The distributed processing module is the most important module of TeMIA-NT tool that classifies the flows as malicious or benign through machine learning (ML) algorithms. The distributed processing module core is the Apache Spark framework. This module provides the scalability, the flexibility, the intelligence, and rapidity of the data analytics through machine learning algorithms. Spark processes the data in a cluster following the master/slave model, where slaves have the capacity to expand and reduce resources, making the system scalable. TeMIA-NT tool provides the possibility to use different machine learning algorithms such as: decision tree, random tree, naive bayes, svm, and others. Once the flow arrives in the distributed processing module, we can use a feature selection algorithm to select the most important characteristics for threat classification. Another possibility is to use a dimension reduction such as the popular principal component analysis (PCA). All the algorithms are optimized by grid hyperparameter tuning. It's now under development the automatic feature extraction obtained by node2vec algorithm.
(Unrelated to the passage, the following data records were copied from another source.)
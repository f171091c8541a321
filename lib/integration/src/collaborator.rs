//! Collaborator traits.
//!
//! One trait per external system the engine calls. Each method is a single
//! call that returns a typed result or a `CollaboratorError`; retries, if
//! any, belong inside the implementation.

use crate::error::CollaboratorError;
use crate::types::{
    AdAccount, Analysis, AudioRef, Avatar, CampaignConfig, CampaignDraft, ImageBatch, MediaRef,
    ProductData, PublishResult, VideoJob,
};
use async_trait::async_trait;
use serde::{Deserialize, Serialize};
use std::fmt;
use std::sync::Arc;

/// Names of the external systems, as reported in failures.
#[derive(Debug, Clone, Copy, PartialEq, Eq, Hash, Serialize, Deserialize)]
#[serde(rename_all = "snake_case")]
pub enum Collaborator {
    Scraper,
    Analyst,
    ScriptWriter,
    ImageGenerator,
    VoiceSynthesizer,
    AvatarRenderer,
    CampaignPlanner,
    AdPlatform,
}

impl Collaborator {
    /// Returns the snake_case name.
    #[must_use]
    pub fn as_str(&self) -> &'static str {
        match self {
            Self::Scraper => "scraper",
            Self::Analyst => "analyst",
            Self::ScriptWriter => "script_writer",
            Self::ImageGenerator => "image_generator",
            Self::VoiceSynthesizer => "voice_synthesizer",
            Self::AvatarRenderer => "avatar_renderer",
            Self::CampaignPlanner => "campaign_planner",
            Self::AdPlatform => "ad_platform",
        }
    }
}

impl fmt::Display for Collaborator {
    fn fmt(&self, f: &mut fmt::Formatter<'_>) -> fmt::Result {
        f.write_str(self.as_str())
    }
}

/// Input for a product analysis.
#[derive(Debug, Clone, Copy)]
pub struct AnalysisRequest<'a> {
    pub product: &'a ProductData,
    /// The analysis being refined, if one exists.
    pub current: Option<&'a Analysis>,
    /// All feedback given so far, oldest first, including `feedback`.
    pub history: &'a [String],
    pub feedback: Option<&'a str>,
}

/// Input for script generation.
#[derive(Debug, Clone, Copy)]
pub struct ScriptRequest<'a> {
    pub product: &'a ProductData,
    pub analysis: &'a Analysis,
    /// The scripts being replaced, if any.
    pub current: Option<&'a [String]>,
    pub history: &'a [String],
    pub feedback: Option<&'a str>,
}

/// Input for image generation.
#[derive(Debug, Clone, Copy)]
pub struct ImageRequest<'a> {
    pub script: &'a str,
    pub product: Option<&'a ProductData>,
    pub analysis: Option<&'a Analysis>,
    /// The prompt used for the previous batch, if any.
    pub current_prompt: Option<&'a str>,
    pub feedback: Option<&'a str>,
}

/// Input for drafting a campaign.
#[derive(Debug, Clone, Copy)]
pub struct CampaignRequest<'a> {
    pub media: &'a MediaRef,
    pub product: Option<&'a ProductData>,
    pub analysis: Option<&'a Analysis>,
    pub script: Option<&'a str>,
    /// The configuration being revised, if any.
    pub current: Option<&'a CampaignConfig>,
    pub feedback: Option<&'a str>,
}

/// Input for publishing a campaign.
#[derive(Debug, Clone, Copy)]
pub struct PublishRequest<'a> {
    pub account_id: &'a str,
    pub config: &'a CampaignConfig,
    pub media: Option<&'a MediaRef>,
}

/// Fetches product data from a URL.
#[async_trait]
pub trait ProductScraper: Send + Sync {
    async fn scrape_product(&self, url: &str) -> Result<ProductData, CollaboratorError>;
}

/// Produces or refines a marketing analysis.
#[async_trait]
pub trait ProductAnalyst: Send + Sync {
    async fn analyze_product(
        &self,
        request: AnalysisRequest<'_>,
    ) -> Result<Analysis, CollaboratorError>;
}

/// Writes ad scripts.
#[async_trait]
pub trait ScriptWriter: Send + Sync {
    /// Generates a fresh set of candidate scripts.
    async fn generate_scripts(
        &self,
        request: ScriptRequest<'_>,
    ) -> Result<Vec<String>, CollaboratorError>;

    /// Rewrites one script according to feedback.
    async fn refine_script(&self, script: &str, feedback: &str)
    -> Result<String, CollaboratorError>;
}

/// Generates ad visuals.
#[async_trait]
pub trait ImageGenerator: Send + Sync {
    async fn generate_images(
        &self,
        request: ImageRequest<'_>,
    ) -> Result<ImageBatch, CollaboratorError>;
}

/// Turns a script into a voice-over.
#[async_trait]
pub trait VoiceSynthesizer: Send + Sync {
    async fn synthesize_audio(&self, script: &str) -> Result<AudioRef, CollaboratorError>;
}

/// Renders talking-avatar videos.
///
/// Rendering is asynchronous on the renderer's side: `render_video` only
/// submits the job and `video_status` polls it.
#[async_trait]
pub trait AvatarRenderer: Send + Sync {
    async fn list_avatars(&self) -> Result<Vec<Avatar>, CollaboratorError>;

    async fn render_video(
        &self,
        audio: &AudioRef,
        avatar_id: &str,
    ) -> Result<VideoJob, CollaboratorError>;

    async fn video_status(&self, job_id: &str) -> Result<VideoJob, CollaboratorError>;
}

/// Drafts campaign settings and a preview for the user.
#[async_trait]
pub trait CampaignPlanner: Send + Sync {
    async fn draft_campaign(
        &self,
        request: CampaignRequest<'_>,
    ) -> Result<CampaignDraft, CollaboratorError>;
}

/// The ad platform account API.
#[async_trait]
pub trait AdPlatform: Send + Sync {
    async fn list_ad_accounts(&self) -> Result<Vec<AdAccount>, CollaboratorError>;

    async fn publish_campaign(
        &self,
        request: PublishRequest<'_>,
    ) -> Result<PublishResult, CollaboratorError>;
}

/// The full set of collaborators the engine needs.
#[derive(Clone)]
pub struct Collaborators {
    pub scraper: Arc<dyn ProductScraper>,
    pub analyst: Arc<dyn ProductAnalyst>,
    pub script_writer: Arc<dyn ScriptWriter>,
    pub image_generator: Arc<dyn ImageGenerator>,
    pub voice: Arc<dyn VoiceSynthesizer>,
    pub avatar_renderer: Arc<dyn AvatarRenderer>,
    pub campaign_planner: Arc<dyn CampaignPlanner>,
    pub ad_platform: Arc<dyn AdPlatform>,
}

impl fmt::Debug for Collaborators {
    fn fmt(&self, f: &mut fmt::Formatter<'_>) -> fmt::Result {
        f.debug_struct("Collaborators").finish_non_exhaustive()
    }
}

#[cfg(test)]
mod tests {
    use super::*;

    #[test]
    fn collaborator_names_match_serde() {
        for collaborator in [
            Collaborator::Scraper,
            Collaborator::ScriptWriter,
            Collaborator::AvatarRenderer,
            Collaborator::AdPlatform,
        ] {
            let json = serde_json::to_string(&collaborator).expect("serialize");
            assert_eq!(json, format!("\"{}\"", collaborator.as_str()));
        }
    }
}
In the processing step, the processed metadata is enriched through different information such as the geographical location of the analyzed IPs.
The last sequence module is the visualization module. TeMIA-NT tool uses Elastic Search and Kibana to store and visualize the results. Thus, the distributed processing module sends the computed resultas to the elasticsearch which provides a fast search and store service. Elasticsearch communicates through queries with the user interface that runs in the Kibana environment in which represents the results to be viewed by the user.